They’re holding balloons and their smiles are reaching for their ears so the joy can dance across their twin faces.
It’s the kind of family photo you step into, a portal into a piece of love, even if you weren’t there.
For Golden — a Black, gender-nonconforming, trans-femme photographer, poet, and community organizer — it’s a reminder of both love and liberation.
“The way we are standing, we are so queer and so gay, standing there bow-legged, knees bent in,” they tell me, reflecting on this cherished moment from their childhood. “And I hold this photo in my heart very closely because I’m able to catch a freedom of femininity being blossomed and not dimmed.”
A little piece of living in your truth, safely. Protection is a privilege our world has not given to trans and gender-nonconforming folk.
Rita Hester, killed in her Boston apartment in 1998, did not have that security.
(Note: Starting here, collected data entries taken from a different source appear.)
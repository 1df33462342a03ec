//! Retry policies for consistent backoff behavior, built on `backon`.
//!
//! # Available Policies
//!
//! | Policy | Min Delay | Max Delay | Retries | Use Case |
//! |--------|-----------|-----------|---------|----------|
//! | `remediation_policy` | 250ms | 10s | unbounded | Peer eviction steps |
//! | `storage_policy` | 10ms | 500ms | 3 | Snapshot writes to the object store |
//!
//! The remediation policy is not driven by `backon::Retryable`: the
//! reconciler must keep consuming observations between attempts, so the
//! failure detector pulls delays from the built iterator and the reconciler
//! wakes up when they expire.
//!
//! # Example
//!
//! ```rust,no_run
//! use jetlog::cluster::retry;
//! use backon::Retryable;
//!
//! async fn example() -> Result<(), Box<dyn std::error::Error>> {
//!     (|| async { Ok::<_, std::io::Error>(()) })
//!         .retry(retry::storage_policy())
//!         .when(|e| e.kind() == std::io::ErrorKind::TimedOut)
//!         .await?;
//!     Ok(())
//! }
//! ```

use std::time::Duration;

use backon::{ExponentialBuilder, Retryable};

use crate::constants::{REMEDIATION_RETRY_MAX_DELAY_MS, REMEDIATION_RETRY_MIN_DELAY_MS};
use crate::error::{JetError, JetResult};

/// Policy for failed peer-eviction steps.
///
/// No jitter, and the sequence never runs out.
pub fn remediation_policy() -> ExponentialBuilder {
    remediation_policy_with(
        Duration::from_millis(REMEDIATION_RETRY_MIN_DELAY_MS),
        Duration::from_millis(REMEDIATION_RETRY_MAX_DELAY_MS),
    )
}

/// Remediation policy with custom bounds.
pub fn remediation_policy_with(min_delay: Duration, max_delay: Duration) -> ExponentialBuilder {
    ExponentialBuilder::default()
        .with_min_delay(min_delay)
        .with_max_delay(max_delay)
        .without_max_times()
}

/// Policy for object store writes (snapshots, storage markers).
///
/// Short delays and few retries: a persistent storage failure should surface
/// quickly instead of stalling the caller.
pub fn storage_policy() -> ExponentialBuilder {
    ExponentialBuilder::default()
        .with_min_delay(Duration::from_millis(10))
        .with_max_delay(Duration::from_millis(500))
        .with_max_times(3)
        .with_jitter()
}

/// Execute an async operation with the storage retry policy, retrying only
/// retriable errors.
pub async fn with_storage_policy<F, Fut, T>(operation: F) -> JetResult<T>
where
    F: FnMut() -> Fut,
    Fut: std::future::Future<Output = JetResult<T>>,
{
    operation
        .retry(storage_policy())
        .when(JetError::is_retriable)
        .notify(|e, delay| {
            tracing::debug!(error = %e, delay_ms = delay.as_millis(), "Retrying storage operation");
        })
        .await
}

#[cfg(test)]
mod tests {
    use super::*;
    use backon::BackoffBuilder;
    use std::sync::atomic::{AtomicU32, Ordering};

    #[test]
    fn test_remediation_policy_never_exhausts() {
        let delays: Vec<Duration> = remediation_policy().build().take(50).collect();
        assert_eq!(delays.len(), 50);
        assert_eq!(delays[0], Duration::from_millis(250));
        assert_eq!(delays[1], Duration::from_millis(500));
        assert!(delays.iter().all(|d| *d <= Duration::from_secs(10)));
        assert_eq!(delays[49], Duration::from_secs(10));
    }

    #[tokio::test]
    async fn test_storage_policy_retries_retriable_errors() {
        let attempts = AtomicU32::new(0);

        let result = with_storage_policy(|| async {
            if attempts.fetch_add(1, Ordering::SeqCst) < 2 {
                Err(JetError::Unavailable("object store throttled".to_string()))
            } else {
                Ok(7)
            }
        })
        .await;

        assert_eq!(result.unwrap(), 7);
        assert_eq!(attempts.load(Ordering::SeqCst), 3);
    }

    #[tokio::test]
    async fn test_storage_policy_does_not_retry_rejections() {
        let attempts = AtomicU32::new(0);

        let result: JetResult<()> = with_storage_policy(|| async {
            attempts.fetch_add(1, Ordering::SeqCst);
            Err(JetError::InvalidRequest("bad".to_string()))
        })
        .await;

        assert!(result.is_err());
        assert_eq!(attempts.load(Ordering::SeqCst), 1);
    }

    #[tokio::test]
    async fn test_storage_policy_exhausts() {
        let attempts = AtomicU32::new(0);

        let result: JetResult<()> = with_storage_policy(|| async {
            attempts.fetch_add(1, Ordering::SeqCst);
            Err(JetError::Timeout(Duration::from_millis(1)))
        })
        .await;

        assert!(result.is_err());
        // Initial attempt + 3 retries
        assert_eq!(attempts.load(Ordering::SeqCst), 4);
    }
}
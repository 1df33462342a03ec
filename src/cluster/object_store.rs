//! Object store creation.
//!
//! Snapshots and topic storage markers live in an object store. A node with
//! a `DATA_PATH` uses the local filesystem; without one everything stays in
//! memory, which is what tests and throwaway nodes want.

use object_store::ObjectStore;
use object_store::local::LocalFileSystem;
use object_store::memory::InMemory;
use std::sync::Arc;
use tracing::info;

use super::config::ShardConfig;
use crate::error::{JetError, JetResult};

/// Create the object store described by `config`.
///
/// # Errors
///
/// Returns an error if the data directory cannot be created.
pub fn create_object_store(config: &ShardConfig) -> JetResult<Arc<dyn ObjectStore>> {
    match &config.data_path {
        Some(path) => {
            std::fs::create_dir_all(path).map_err(|e| {
                JetError::Config(format!(
                    "Failed to create data directory {}: {}",
                    path.display(),
                    e
                ))
            })?;

            let store = LocalFileSystem::new_with_prefix(path)?;
            info!(path = %path.display(), "Using local filesystem object store");
            Ok(Arc::new(store))
        }
        None => {
            info!("Using in-memory object store");
            Ok(Arc::new(InMemory::new()))
        }
    }
}

#[cfg(test)]
mod tests {
    use super::*;
    use bytes::Bytes;
    use object_store::path::Path as ObjectPath;

    #[test]
    fn test_create_local_object_store_nested_dirs() {
        let dir = tempfile::tempdir().unwrap();
        let path = dir.path().join("a/b/c");
        let config = ShardConfig {
            data_path: Some(path.clone()),
            ..Default::default()
        };

        assert!(create_object_store(&config).is_ok());
        assert!(path.exists());
    }

    #[tokio::test]
    async fn test_local_store_basic_operations() {
        let dir = tempfile::tempdir().unwrap();
        let config = ShardConfig {
            data_path: Some(dir.path().to_path_buf()),
            ..Default::default()
        };
        let store = create_object_store(&config).unwrap();

        let path = ObjectPath::from("marker");
        store
            .put(&path, Bytes::from_static(b"ok").into())
            .await
            .unwrap();
        let data = store.get(&path).await.unwrap().bytes().await.unwrap();
        assert_eq!(&data[..], b"ok");
        assert!(dir.path().join("marker").exists());
    }

    #[tokio::test]
    async fn test_in_memory_without_data_path() {
        let store = create_object_store(&ShardConfig::default()).unwrap();
        let path = ObjectPath::from("marker");
        store
            .put(&path, Bytes::from_static(b"ok").into())
            .await
            .unwrap();
        assert!(store.head(&path).await.is_ok());
    }

    #[test]
    fn test_data_path_is_a_file() {
        let file = tempfile::NamedTempFile::new().unwrap();
        let config = ShardConfig {
            data_path: Some(file.path().join("nested")),
            ..Default::default()
        };
        assert!(matches!(
            create_object_store(&config),
            Err(JetError::Config(_))
        ));
    }
}
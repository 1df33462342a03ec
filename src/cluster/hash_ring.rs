//! Key→partition consistent hash ring.
//!
//! Each topic owns one [`PartitionRing`], built once from its final partition
//! set when the topic is created (or restored from a snapshot) and never
//! mutated afterwards. A message key is hashed with xxHash64 and routed to the
//! first virtual point at or after the key's position, wrapping around the end
//! of the ring.
//!
//! The ring is a pure function of `(topic, partition_count)`, so every replica
//! routes the same key to the same partition.

use std::collections::BTreeMap;
use std::hash::Hasher;

use twox_hash::XxHash64;

use crate::constants::VIRTUAL_POINTS_PER_PARTITION;

/// A consistent hash ring mapping message keys to partition numbers.
#[derive(Debug, Clone, Default, PartialEq, Eq)]
pub struct PartitionRing {
    /// Virtual points: ring position -> partition number.
    points: BTreeMap<u64, u32>,
    /// Number of distinct partitions on the ring.
    partition_count: u32,
}

impl PartitionRing {
    /// Build the ring for `topic` with partitions `[0, partition_count)`.
    pub fn new(topic: &str, partition_count: u32) -> Self {
        Self::with_points(topic, partition_count, VIRTUAL_POINTS_PER_PARTITION)
    }

    /// Build the ring with a custom number of virtual points per partition.
    pub fn with_points(topic: &str, partition_count: u32, points_per_partition: usize) -> Self {
        let mut points = BTreeMap::new();
        let points_per_partition = points_per_partition.max(1);

        for partition in 0..partition_count {
            for vnode in 0..points_per_partition {
                let point_key = format!("{}/{}#{}", topic, partition, vnode);
                // First writer wins on a (vanishingly rare) collision so the
                // result stays independent of HashMap iteration order.
                points
                    .entry(hash_key(point_key.as_bytes()))
                    .or_insert(partition);
            }
        }

        Self {
            points,
            partition_count,
        }
    }

    /// Resolve a message key to a partition number.
    ///
    /// Returns `None` only for an empty ring.
    pub fn partition_for(&self, key: &[u8]) -> Option<u32> {
        let position = hash_key(key);
        self.points
            .range(position..)
            .next()
            .or_else(|| self.points.iter().next())
            .map(|(_, partition)| *partition)
    }

    /// Number of partitions the ring was built from.
    pub fn partition_count(&self) -> u32 {
        self.partition_count
    }

    /// Number of virtual points on the ring.
    pub fn point_count(&self) -> usize {
        self.points.len()
    }

    /// Check if the ring has no points.
    pub fn is_empty(&self) -> bool {
        self.points.is_empty()
    }
}

/// 64-bit non-cryptographic hash used for ring positions.
pub fn hash_key(key: &[u8]) -> u64 {
    let mut hasher = XxHash64::with_seed(0);
    hasher.write(key);
    hasher.finish()
}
Hester’s death inspired transgender advocate Gwendolyn Ann Smith to start Transgender Day of Remembrance, held every year on Nov. 20 since 1999.
Hester lived. She loved. She was here. Twenty-three years ago she was murdered for being herself. Golden is 24. And trans women of color are still fatally targeted. Affirming trans lives, gender-nonconforming lives, queer lives is an urgent necessity.
To be Black and all of yourself and survive is hard enough in supremacist systems that command code-switching to navigate. To be Black and woman, Black and immigrant — to add an identity atop your Blackness — is another obstacle course in living and loving.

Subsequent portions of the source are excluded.